Rapsodie du sourd

By Tristan Corbière

Written 1873-01-01 - 1873-01-01

L'homme de l'art lui dit : — Fort bien, restons-en là.

Le traitement est fait : vous êtes sourd. Voilà

Comme quoi vous avez l'organe bien perdu. —

Et lui comprit trop bien, n'ayant pas entendu.

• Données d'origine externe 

//! Full pipeline driver: split → extract → parse → check → join.
//!
//! Stages run strictly one after another. A fatal error in any stage
//! returns immediately and the downstream stages never start; per-item
//! failures only show up in the stage's stats.

use crate::config::PipelineConfig;
use crate::error::Bio2CsvError;
use crate::output::PipelineReport;
use crate::pipeline::{extract, join, parse, split};
use std::time::Instant;
use tracing::info;

/// Run all four stages in order, plus the parser consistency check.
///
/// # Errors
/// The first fatal [`Bio2CsvError`] raised by any stage.
pub async fn run_pipeline(config: &PipelineConfig) -> Result<PipelineReport, Bio2CsvError> {
    let total_start = Instant::now();
    let mut report = PipelineReport::default();
    info!("Starting pipeline on {}", config.source_pdf.display());

    // ── Stage 1: Split ───────────────────────────────────────────────────
    report.split = Some(split::split_pdf(config).await?);

    // ── Stage 2: Extract ─────────────────────────────────────────────────
    report.extract = Some(extract::extract_texts(config).await?);

    // ── Stage 3: Parse (+ consistency gate) ──────────────────────────────
    report.parse = Some(parse::parse_biographies(config).await?);
    report.check = Some(parse::check_parse_outputs(&config.text_dir, &config.parse_dir)?);

    // ── Stage 4: Join ────────────────────────────────────────────────────
    report.join = Some(join::join_tables(config).await?);

    report.total_duration_ms = total_start.elapsed().as_millis() as u64;
    info!("Pipeline finished in {}ms", report.total_duration_ms);
    Ok(report)
}

/// Blocking wrapper around [`run_pipeline`] for non-async callers.
pub fn run_pipeline_sync(config: &PipelineConfig) -> Result<PipelineReport, Bio2CsvError> {
    tokio::runtime::Runtime::new()
        .map_err(|e| Bio2CsvError::Internal(format!("Failed to create tokio runtime: {}", e)))?
        .block_on(run_pipeline(config))
}
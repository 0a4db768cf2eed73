//! Bookmark title → `lastname_firstname` slug.
//!
//! Person bookmarks read `LAST, First Middle (dates)`. Section headers
//! ("Preface", "A", "Appendix") carry no comma and are rejected. The slug
//! is the filename stem of every per-person artefact downstream.

use once_cell::sync::Lazy;
use regex::Regex;

static RE_PARENTHESISED: Lazy<Regex> = Lazy::new(|| Regex::new(r"\(.*?\)").unwrap());

/// Normalise a bookmark title into `lastname_firstname`.
///
/// 1. Drop every parenthesised substring, e.g. `(1882-1935)`.
/// 2. Drop apostrophes (`O'Brien` → `OBrien`).
/// 3. Split on commas; without a comma the title is not a person.
/// 4. Last name: first part, trimmed of spaces and periods, lower-cased.
/// 5. First name: first whitespace token of the second part, same trim.
///
/// Returns `None` when the title is rejected: no comma, or no first-name
/// token after it. An empty last name is kept, giving a `_first` slug.
pub fn normalize_title(title: &str) -> Option<String> {
    let without_parens = RE_PARENTHESISED.replace_all(title, "");
    let cleaned = without_parens.replace('\'', "");

    let mut parts = cleaned.split(',');
    let last_part = parts.next()?;
    let given_part = parts.next()?;

    let last_name = trim_name(last_part).to_lowercase();
    let first_name = trim_name(trim_name(given_part).split_whitespace().next()?).to_lowercase();

    if first_name.is_empty() {
        return None;
    }

    Some(format!("{last_name}_{first_name}"))
}

fn trim_name(s: &str) -> &str {
    s.trim_matches(|c| c == ' ' || c == '.')
}

#[cfg(test)]
mod tests {
    use super::*;

    #[test]
    fn strips_parenthesised_dates() {
        assert_eq!(
            normalize_title("Noether, Emmy (1882-1935)").as_deref(),
            Some("noether_emmy")
        );
    }

    #[test]
    fn strips_apostrophes_and_middle_names() {
        assert_eq!(
            normalize_title("O'Brien, Mary Jo").as_deref(),
            Some("obrien_mary")
        );
    }

    #[test]
    fn titles_without_comma_are_rejected() {
        for t in ["Preface", "A", "Appendix B", "", "Index of Names (1900)"] {
            assert_eq!(normalize_title(t), None, "{t:?}");
        }
    }

    #[test]
    fn periods_are_trimmed() {
        assert_eq!(
            normalize_title("SMITH., J. Alice").as_deref(),
            Some("smith_j")
        );
        assert_eq!(
            normalize_title(" Hopper , .Grace. Brewster").as_deref(),
            Some("hopper_grace")
        );
    }

    #[test]
    fn only_text_between_first_two_commas_is_used() {
        assert_eq!(
            normalize_title("Smith, Jr., John").as_deref(),
            Some("smith_jr")
        );
    }

    #[test]
    fn empty_given_name_is_rejected() {
        assert_eq!(normalize_title("Smith,"), None);
        assert_eq!(normalize_title("Smith, (née Jones)"), None);
        assert_eq!(normalize_title("Smith, . ."), None);
    }

    #[test]
    fn empty_last_name_keeps_leading_underscore() {
        assert_eq!(normalize_title(", Mary").as_deref(), Some("_mary"));
        assert_eq!(normalize_title("(1900), Mary").as_deref(), Some("_mary"));
    }

    #[test]
    fn unicode_is_lowercased() {
        assert_eq!(
            normalize_title("KOVALEVSKAYA, Sofía").as_deref(),
            Some("kovalevskaya_sofía")
        );
    }

    #[test]
    fn parenthesised_text_anywhere_is_removed() {
        assert_eq!(
            normalize_title("Young (Chisholm), Grace Emily").as_deref(),
            Some("young_grace")
        );
    }
}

— Eh bien, merci Monsieur, vous qui daignez me rendre

La tête comme un bon cercueil.

Désormais, à crédit, je pourrai tout entendre

Avec un légitime orgueil…

A l'œil — Mais gare à l'œil jaloux, gardant la place

De l'oreille au clou !… — Non — A quoi sert de braver :

… Si j'ai sifflé trop haut le ridicule en face,

En face, et bassement, il pourra me baver !…

Moi, mannequin muet, à fil banal ! — Demain,

Dans la rue, un ami peut me prendre la main,

En me disant : vieux pot …, ou rien, en radouci ;

Et je lui répondrai — Pas mal et vous, merci ! —

Si l'un me corne un mot, j'enrage de l'entendre ;

Si quelqu'autre se tait : serait-ce par pitié ?…

Toujours, comme un rébus, je travaille à surprendre

Un mot de travers… — Non — On m'a donc oublié !

— Ou bien — autre guitare — un officieux être

Dont la lippe me fait le mouvement de paître,

Croit me parler… Et moi je tire, en me rongeant.

Un sourire idiot — d'un air intelligent !

— Bonnet de laine grise enfoncé sur mon âme !

Et — coup de pied de l'âne… Hue ! — Une bonne-femme

Vieille Limonadière, aussi, de la Passion !

Peut venir saliver sa sainte compassion

Dans ma trompe-d'Eustache, à pleins cris, à plein cor,

Sans que je puisse au moins lui marcher sur un cor !

— Bête comme une vierge et fier comme un lépreux,

Je suis là, mais absent… On dit : Est-ce un gâteux,

Poète muselé, hérisson à rebour ?… —

Un haussement d'épaule, et ça veut dire : un sourd.

— Hystérique tourment d'un Tantale acoustique !

Je vois voler des mots que je ne puis happer ;

Gobe-mouche impuissant, mangé par un moustique,

Tête-de-turc gratis où chacun peut taper.

O musique céleste : entendre, sur du plâtre,

Gratter un coquillage ! un rasoir, un couteau

Grinçant dans un bouchon !… un couplet de théâtre !

Un os vivant qu'on scie ! un monsieur ! un rondeau !…

— Rien — Je parle sous moi… Des mots qu'à l'air je jette

De chic, et sans savoir si je parle en indou…

Ou peut-être en canard, comme la clarinette

D'un aveugle bouché qui se trompe de trou.

— Va donc, balancier soûl affolé dans ma tête !

Bats en branle ce bon tam-tam, chaudron fêlé

Qui rend la voix de femme ainsi qu'une sonnette,

Qu'un coucou !… quelquefois : un moucheron ailé…

— Va te coucher, mon cœur ! et ne bats plus de l'aile.

Dans la lanterne sourde étouffons la chandelle,

Et tout ce qui vibrait là — je ne sais plus où —

Oubliette où l'on vient de tirer le verrou.

— Soyez muette pour moi, contemplative Idole,

Tous les deux, l'un par l'autre, oubliant la parole,

Vous ne me direz mot : je ne répondrai rien…

Et rien ne pourra dédorer l'entretien.